Urotensin-II as a new biomarker in erectile function

Background Urotensin II (U-II) and its receptor (UT) are expressed in a variety of peripheral organs and especially in cardiovascular tissue. U-II caused both constrictor and vasodilator effect, depending by vascular bed. We have recently demonstrated an involvement of U-II in the mechanism of penile erection in men. In addition, it has been demonstrated that plasma U-II levels are elevated in patients with vascular endothelial dysfunction-related diseases such as essential hypertension, diabetes mellitus, atherosclerosis, ischemic heart disease, and heart failure.
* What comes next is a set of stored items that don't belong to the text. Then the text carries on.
//! Command-script records for CSV replay and their parsed form.

use crate::account::AccountKey;
use crate::money::Money;
use serde::Deserialize;
use std::path::PathBuf;
use std::str::FromStr;

/// Raw command record as read from CSV.
///
/// The `amount` and `detail` columns are only meaningful for some
/// operations; `detail` carries the owner name for `register` and the
/// output path for `print`.
#[derive(Debug, Deserialize)]
pub struct CommandRecord {
    /// Operation: register, withdraw, deposit, balance, print
    #[serde(rename = "type")]
    pub op: String,

    /// Card number of the target account
    pub card: u64,

    /// PIN of the target account
    pub pin: u32,

    /// Amount (register, withdraw, deposit)
    #[serde(default)]
    pub amount: Option<String>,

    /// Owner name (register) or ledger path (print)
    #[serde(default)]
    pub detail: Option<String>,
}

impl CommandRecord {
    /// Parses the raw CSV record into a typed command.
    ///
    /// Returns `None` if the record is invalid (unknown op, missing amount, etc.).
    /// Negative amounts parse fine; the ledger rejects them when applied.
    pub fn parse(&self) -> Option<Command> {
        let op = self.op.trim().to_lowercase();

        let kind = match op.as_str() {
            "register" => CommandKind::Register {
                owner_name: self.parse_detail()?.to_string(),
                initial_balance: self.parse_amount()?,
            },
            "withdraw" | "withdrawal" => CommandKind::Withdraw(self.parse_amount()?),
            "deposit" => CommandKind::Deposit(self.parse_amount()?),
            "balance" => CommandKind::Balance,
            "print" => CommandKind::Print(PathBuf::from(self.parse_detail()?)),
            _ => return None,
        };

        Some(Command {
            key: AccountKey::new(self.card, self.pin),
            kind,
        })
    }

    fn parse_amount(&self) -> Option<Money> {
        let trimmed = self.amount.as_deref()?.trim();
        if trimmed.is_empty() {
            return None;
        }
        Money::from_str(trimmed).ok()
    }

    fn parse_detail(&self) -> Option<&str> {
        let trimmed = self.detail.as_deref()?.trim();
        if trimmed.is_empty() {
            None
        } else {
            Some(trimmed)
        }
    }
}

/// A parsed command ready to apply to an [`Atm`](crate::Atm).
#[derive(Debug, Clone, PartialEq)]
pub struct Command {
    /// Account the command targets
    pub key: AccountKey,

    /// Operation with its arguments
    pub kind: CommandKind,
}

/// Command variants with associated data.
#[derive(Debug, Clone, PartialEq)]
pub enum CommandKind {
    /// Open an account with an opening balance.
    Register {
        owner_name: String,
        initial_balance: Money,
    },

    /// Pay cash out of the account.
    Withdraw(Money),

    /// Pay cash into the account.
    Deposit(Money),

    /// Report the current balance.
    Balance,

    /// Render the account's ledger to a file.
    Print(PathBuf),
}

#[cfg(test)]
mod tests {
    use super::*;

    fn record(op: &str, amount: Option<&str>, detail: Option<&str>) -> CommandRecord {
        CommandRecord {
            op: op.to_string(),
            card: 12345678,
            pin: 1234,
            amount: amount.map(str::to_string),
            detail: detail.map(str::to_string),
        }
    }

    #[test]
    fn test_parse_register() {
        let parsed = record("register", Some("300.30"), Some("Sam Sepiol"))
            .parse()
            .unwrap();
        assert_eq!(parsed.key, AccountKey::new(12345678, 1234));
        match parsed.kind {
            CommandKind::Register {
                owner_name,
                initial_balance,
            } => {
                assert_eq!(owner_name, "Sam Sepiol");
                assert_eq!(initial_balance.to_string(), "300.30");
            }
            _ => panic!("Expected Register"),
        }
    }

    #[test]
    fn test_parse_withdraw_accepts_both_spellings() {
        for op in ["withdraw", "withdrawal"] {
            let parsed = record(op, Some("20"), None).parse().unwrap();
            match parsed.kind {
                CommandKind::Withdraw(amt) => assert_eq!(amt.to_string(), "20.00"),
                _ => panic!("Expected Withdraw"),
            }
        }
    }

    #[test]
    fn test_parse_keeps_negative_amount() {
        let parsed = record("deposit", Some("-50"), None).parse().unwrap();
        match parsed.kind {
            CommandKind::Deposit(amt) => assert!(amt.is_negative()),
            _ => panic!("Expected Deposit"),
        }
    }

    #[test]
    fn test_parse_balance_ignores_extra_columns() {
        let parsed = record("balance", Some("1"), Some("x")).parse().unwrap();
        assert!(matches!(parsed.kind, CommandKind::Balance));
    }

    #[test]
    fn test_parse_print() {
        let parsed = record("print", None, Some(" out/ledger.txt ")).parse().unwrap();
        assert_eq!(parsed.kind, CommandKind::Print(PathBuf::from("out/ledger.txt")));
    }

    #[test]
    fn test_parse_handles_case_and_whitespace() {
        let parsed = record("  DePoSiT  ", Some("  10.5  "), None).parse().unwrap();
        match parsed.kind {
            CommandKind::Deposit(amt) => assert_eq!(amt.to_string(), "10.50"),
            _ => panic!("Expected Deposit"),
        }
    }

    #[test]
    fn test_parse_rejects_unknown_op() {
        assert!(record("transfer", Some("10"), None).parse().is_none());
    }

    #[test]
    fn test_parse_rejects_missing_fields() {
        assert!(record("deposit", None, None).parse().is_none());
        assert!(record("withdraw", Some("  "), None).parse().is_none());
        assert!(record("withdraw", Some("ten"), None).parse().is_none());
        assert!(record("register", Some("10"), None).parse().is_none());
        assert!(record("register", None, Some("Name")).parse().is_none());
        assert!(record("print", None, Some("")).parse().is_none());
    }

    #[test]
    fn test_parse_rejects_amount_beyond_decimal_precision() {
        let too_precise = record("withdraw", Some("99.99000000000000000000000000001"), None);
        assert!(too_precise.parse().is_none());
    }
}
//! Namespaced persistent KV store.
//!
//! One RocksDB instance per node directory, shared by every subsystem
//! through prefix-scoped handles: `consensus` holds cross-shard message
//! dedup keys and block-by-height entries, `abci.minibank` holds account
//! values and relay-transfer state.

use lattice_types::Hash;
use std::path::Path;
use std::sync::Arc;

/// Errors from the underlying store.
#[derive(Debug, thiserror::Error)]
pub enum StoreError {
    /// RocksDB failed to open or operate.
    #[error("store error: {0}")]
    Backend(String),
}

impl From<rocksdb::Error> for StoreError {
    fn from(e: rocksdb::Error) -> Self {
        StoreError::Backend(e.to_string())
    }
}

/// The node's single on-disk database.
#[derive(Clone)]
pub struct Database {
    db: Arc<rocksdb::DB>,
}

impl Database {
    /// Open (or create) the database under `dir`.
    pub fn open(dir: impl AsRef<Path>) -> Result<Self, StoreError> {
        let db = rocksdb::DB::open_default(dir.as_ref())?;
        Ok(Self { db: Arc::new(db) })
    }

    /// A handle scoped to one namespace.
    pub fn prefix(&self, namespace: &str) -> PrefixStore {
        PrefixStore {
            db: self.db.clone(),
            prefix: namespace.as_bytes().to_vec(),
        }
    }
}

/// A namespace-scoped view of the database.
#[derive(Clone)]
pub struct PrefixStore {
    db: Arc<rocksdb::DB>,
    prefix: Vec<u8>,
}

impl PrefixStore {
    fn scoped(&self, kind: u8, key: &[u8]) -> Vec<u8> {
        let mut scoped = Vec::with_capacity(self.prefix.len() + 2 + key.len());
        scoped.extend_from_slice(&self.prefix);
        scoped.push(b'/');
        scoped.push(kind);
        scoped.extend_from_slice(key);
        scoped
    }

    /// Get a plain value.
    pub fn get(&self, key: &[u8]) -> Result<Option<Vec<u8>>, StoreError> {
        Ok(self.db.get(self.scoped(b'k', key))?)
    }

    /// Set a plain value.
    pub fn set(&self, key: &[u8], value: &[u8]) -> Result<(), StoreError> {
        Ok(self.db.put(self.scoped(b'k', key), value)?)
    }

    /// Delete a plain value.
    pub fn delete(&self, key: &[u8]) -> Result<(), StoreError> {
        Ok(self.db.delete(self.scoped(b'k', key))?)
    }

    /// Whether a special key exists.
    pub fn has_special(&self, key: &[u8]) -> Result<bool, StoreError> {
        Ok(self.db.get(self.scoped(b's', key))?.is_some())
    }

    /// Get a special value.
    pub fn get_special(&self, key: &[u8]) -> Result<Option<Vec<u8>>, StoreError> {
        Ok(self.db.get(self.scoped(b's', key))?)
    }

    /// Set a special value.
    pub fn set_special(&self, key: &[u8], value: &[u8]) -> Result<(), StoreError> {
        Ok(self.db.put(self.scoped(b's', key), value)?)
    }

    /// Persist a block's bytes under its (chain, view) slot.
    pub fn set_block_by_height(
        &self,
        chain_id: &str,
        view: u64,
        bytes: &[u8],
    ) -> Result<(), StoreError> {
        let key = format!("{}/{:020}", chain_id, view);
        self.db.put(self.scoped(b'b', key.as_bytes()), bytes)?;
        Ok(())
    }

    /// Load a block's bytes by (chain, view).
    pub fn get_block_by_height(
        &self,
        chain_id: &str,
        view: u64,
    ) -> Result<Option<Vec<u8>>, StoreError> {
        let key = format!("{}/{:020}", chain_id, view);
        Ok(self.db.get(self.scoped(b'b', key.as_bytes()))?)
    }
}

/// Dedup key for a received cross-shard message.
pub fn csm_key(source_chain: &str, last_hash: &Hash) -> Vec<u8> {
    format!("{}:{}", source_chain, last_hash.to_hex()).into_bytes()
}

#[cfg(test)]
mod tests {
    use super::*;

    #[test]
    fn test_namespaces_do_not_collide() {
        let dir = tempfile::tempdir().unwrap();
        let db = Database::open(dir.path()).unwrap();

        let consensus = db.prefix("consensus");
        let bank = db.prefix("abci.minibank");

        consensus.set(b"key", b"from-consensus").unwrap();
        bank.set(b"key", b"from-bank").unwrap();

        assert_eq!(
            consensus.get(b"key").unwrap(),
            Some(b"from-consensus".to_vec())
        );
        assert_eq!(bank.get(b"key").unwrap(), Some(b"from-bank".to_vec()));
    }

    #[test]
    fn test_special_keys_are_separate() {
        let dir = tempfile::tempdir().unwrap();
        let db = Database::open(dir.path()).unwrap();
        let store = db.prefix("consensus");

        store.set(b"key", b"plain").unwrap();
        assert!(!store.has_special(b"key").unwrap());

        store.set_special(b"key", b"special").unwrap();
        assert!(store.has_special(b"key").unwrap());
        assert_eq!(store.get_special(b"key").unwrap(), Some(b"special".to_vec()));
        assert_eq!(store.get(b"key").unwrap(), Some(b"plain".to_vec()));
    }

    #[test]
    fn test_block_by_height_roundtrip() {
        let dir = tempfile::tempdir().unwrap();
        let db = Database::open(dir.path()).unwrap();
        let store = db.prefix("consensus");

        store.set_block_by_height("s1", 42, b"block bytes").unwrap();
        assert_eq!(
            store.get_block_by_height("s1", 42).unwrap(),
            Some(b"block bytes".to_vec())
        );
        assert_eq!(store.get_block_by_height("s1", 43).unwrap(), None);
        assert_eq!(store.get_block_by_height("s2", 42).unwrap(), None);
    }

    #[test]
    fn test_delete() {
        let dir = tempfile::tempdir().unwrap();
        let db = Database::open(dir.path()).unwrap();
        let store = db.prefix("abci.minibank");

        store.set(b"gone", b"v").unwrap();
        store.delete(b"gone").unwrap();
        assert_eq!(store.get(b"gone").unwrap(), None);
    }
}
All of them are well known risk factors for erectile dysfunction (ED). Aims of the study i) to better elucidate the transduction cascade of UII/UT in the erectile mechanism ii), to evaluate if human corpus cavernosum (HCC) endothelial cells produce U-II iii) to measure plasma U-II levels in patients with ED Methods Functional and molecular studies in vitro will be conducted on HCC strips in order to gain further insight into the U-II/UT signaling; local production of the peptide in HCC will be also evaluated. Next, we will enroll patients affected with ED of any etiology and severity, as measured by the IIEF and MSHQ. All patients will be screened for hypertension, diabetes, renal failure, chronic hearth failure, cirrhosis and blood plasma samples will be obtained. A multivariate analysis will be performed in order to find a possible correlation among U-II levels and clinical variables. Author’s expectancies We foresee that U-II plasma could become an useful bio-marker in ED. In addition this clinical and preclinical study will give a further insight in the molecular role of U-II in penile erection and might trigger further research in U-II agonists/antagonist as modulator of erectile function in men.